Mergers and acquisitions (M&A) encompass various integration approaches, each tailored to achieve specific strategic goals and organizational synergies. Statutory integration usually takes place when the assets and liabilities of target company is smaller than the acquirer. The smaller company ceases to exist after the deal. But in subsidiary merger the target company only becomes a subsidiary of the acquirer and continues to run its business. However, in consolidation, both companies cease to exist and a new entity is formed. [5]

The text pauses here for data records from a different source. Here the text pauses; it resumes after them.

use crate::{
    presentation::SettingsRow,
    state::{RenderScope, Toggle, ViewMode},
};

use super::{super::input::KeyAction, App, PopupState};

impl App {
    pub(super) fn apply_action(&mut self, action: KeyAction) {
        match action {
            KeyAction::Quit => self.should_quit = true,
            KeyAction::ResetStatus => self.status.ready(),
            KeyAction::SwitchTab(delta) => self.tab = self.tab.step(delta),
            KeyAction::PickStep(delta) => {
                if let Some(outcome) = self
                    .controller
                    .pick_relative(delta as isize, &mut self.screen)
                {
                    self.status.picked(outcome);
                }
            }
            KeyAction::PageStep(delta) => self.step_page(delta),
            KeyAction::CycleViewMode => self.cycle_view_mode(),
            KeyAction::ItemsPerPageStep(delta) => self.step_items_per_page(delta),
            KeyAction::OpenItemsPerPage => self.open_items_per_page(),
            KeyAction::Toggle(toggle) => {
                self.controller.flip_toggle(toggle, &mut self.screen);
                self.announce_toggle(toggle);
            }
            KeyAction::SettingsStep(delta) => {
                let len = SettingsRow::ALL.len() as i32;
                let cursor = self.settings_cursor as i32 + delta;
                self.settings_cursor = cursor.rem_euclid(len) as usize;
            }
            KeyAction::SettingsAdjust(delta) => match SettingsRow::at(self.settings_cursor) {
                SettingsRow::ViewMode => self.cycle_view_mode(),
                SettingsRow::ItemsPerPage => self.step_items_per_page(delta),
                SettingsRow::Toggle(toggle) => {
                    self.controller.set_toggle(toggle, delta > 0, &mut self.screen);
                    self.announce_toggle(toggle);
                }
            },
            KeyAction::Activate => match SettingsRow::at(self.settings_cursor) {
                SettingsRow::ViewMode => self.cycle_view_mode(),
                SettingsRow::ItemsPerPage => self.open_items_per_page(),
                SettingsRow::Toggle(toggle) => {
                    self.controller.flip_toggle(toggle, &mut self.screen);
                    self.announce_toggle(toggle);
                }
            },
        }
    }

    fn step_page(&mut self, delta: i32) {
        if self.controller.view().mode() == ViewMode::Card {
            self.status.set_raw("Card view shows every entry");
            return;
        }
        let scope = self.controller.go_to_page(delta as isize, &mut self.screen);
        if scope == RenderScope::None {
            self.status.page_edge();
        } else {
            let view = self.controller.view();
            self.status.set_raw(format!(
                "Page {} / {}",
                view.current_page(),
                view.total_pages()
            ));
        }
    }

    fn cycle_view_mode(&mut self) {
        self.controller.cycle_view_mode(&mut self.screen);
        let mode = self.controller.view().mode();
        self.status.set_raw(format!("View: {}", mode.label()));
    }

    fn step_items_per_page(&mut self, delta: i32) {
        if self.controller.step_items_per_page(delta, &mut self.screen) != RenderScope::None {
            let items = self.controller.view().items_per_page();
            self.status.set_raw(format!("{items} per page"));
        }
    }

    fn open_items_per_page(&mut self) {
        let current = self.controller.view().items_per_page();
        self.popup = Some(PopupState::items_per_page(current));
    }

    fn announce_toggle(&mut self, toggle: Toggle) {
        let state = if self.controller.view().toggle(toggle) { "on" } else { "off" };
        self.status.set_raw(format!("{}: {state}", toggle.label()));
    }
}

Acquisition is usually done in three common modes. Acquisition of the assets and liabilities of the company or the business as a going concern for a lump sum amount without assigning any value to individual assets and liabilities are called Slump Sale.[6] Asset transfer is where an acquirer chooses to cherry pick the assets and liabilities of a company leaving behind certain assets and liabilities in the transferor entity[7]. Acquisition of shares of a company from an existing shareholder or by subscribing to the fresh shares of a company are called share acquisition.
The significant motive behind M&A involves value maximisation, reduction of competitors, invention of industry or to create synergies of scale.[8] Due diligence, negotiation and integration are the phases of M&A transactions.[9] Creation of synergies where the combined company is worth more than the two companies individually is the common rationale for M&A.[10] Moreover the growth of companies through M&A, though inorganically, is a comparatively faster way. This facilitates access to latest capabilities without risking internal development. Horizontal and vertical mergers give the parties a higher control over the market and supply chain thereby making them resistant to external shocks. Cyclical industries often opt for diversification to avoid significant loss during slowdown phase in their industry. M&A is a much-preferred option in that context.[11] The acquirer company also lowers its tax liability by acquiring a company with tax losses.

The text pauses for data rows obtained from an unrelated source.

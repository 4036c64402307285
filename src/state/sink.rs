use indexmap::IndexMap;

use crate::{
    domain::{Entry, EntryId, RenderableGuide},
    settings::Preferences,
};

use super::{Pagination, ViewMode};

/// Display fields of one rendered list item.
#[derive(Debug, Clone, PartialEq, Eq)]
pub struct ListItemModel {
    pub id: EntryId,
    pub label: String,
    pub star: String,
    pub species: String,
    pub color: String,
    pub image: Option<String>,
}

impl ListItemModel {
    pub fn from_entry(entry: &Entry) -> Self {
        Self {
            id: entry.id,
            label: entry.list_label(),
            star: entry.star.to_string(),
            species: entry.species_label().to_string(),
            color: entry.color_code().to_string(),
            image: entry.image.clone(),
        }
    }
}

#[derive(Debug, Clone, PartialEq, Eq)]
pub struct ListModel {
    pub mode: ViewMode,
    pub items: Vec<ListItemModel>,
    pub image_mode: bool,
    pub thick_border: bool,
}

impl ListModel {
    /// Rendered ids in display order.
    pub fn ids(&self) -> Vec<EntryId> {
        self.items.iter().map(|item| item.id).collect()
    }
}

#[derive(Debug, Clone, PartialEq, Eq)]
pub enum BasicInfoPanel {
    Entry { rows: IndexMap<&'static str, String> },
    NoEntries,
    Invalid,
}

#[derive(Debug, Clone, PartialEq, Eq)]
pub enum DetailPanel {
    Entry {
        title: String,
        guide: RenderableGuide,
    },
    NoEntries,
    Invalid,
}

/// Capability implemented by the presentation layer. The core pushes state
/// through it and never reads presentation state back.
pub trait RenderSink {
    fn render_loading(&mut self);
    fn render_load_failure(&mut self, message: &str);
    fn render_list(&mut self, list: ListModel);
    fn render_pagination(&mut self, pagination: Pagination);
    fn render_selection(&mut self, selected: Option<EntryId>);
    fn render_basic_info(&mut self, panel: BasicInfoPanel);
    fn render_detail(&mut self, panel: DetailPanel);
    fn render_theme(&mut self, dark_mode: bool);
    fn render_settings(&mut self, preferences: Preferences);
}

EVOLUTION OF M&A IN INDIAN CONTEXT
Neo-economic environment of first half of 1990s embarked significant transformations in the M&A policy of India. With the LPG policy it has become imperative for the government to remove the restrictions that hampered expansion, diversification and upgradation of technology required for international competitiveness and therefore decided to remove the restrictive provisions of the Monopolies and Restrictive Trade Practices (MRTP) Act, 1969 relating to licensing for expansion, amalgamation and takeovers of business enterprises.[12] Previously, any company or any firm was forced to undergo a pressurized and hectic procedure to get approval for Mergers and Acquisitions for performing the required action. In 1993, Foreign Exchange Regulation Act was amended to permit Indian nationals and companies to start joint ventures abroad and accept directorships in overseas companies. All restrictions with respect to borrowing, raising deposits, holding stakes etc in India were removed.[13] Private mutual funds and foreign institutional investors were allowed to enter the capital market.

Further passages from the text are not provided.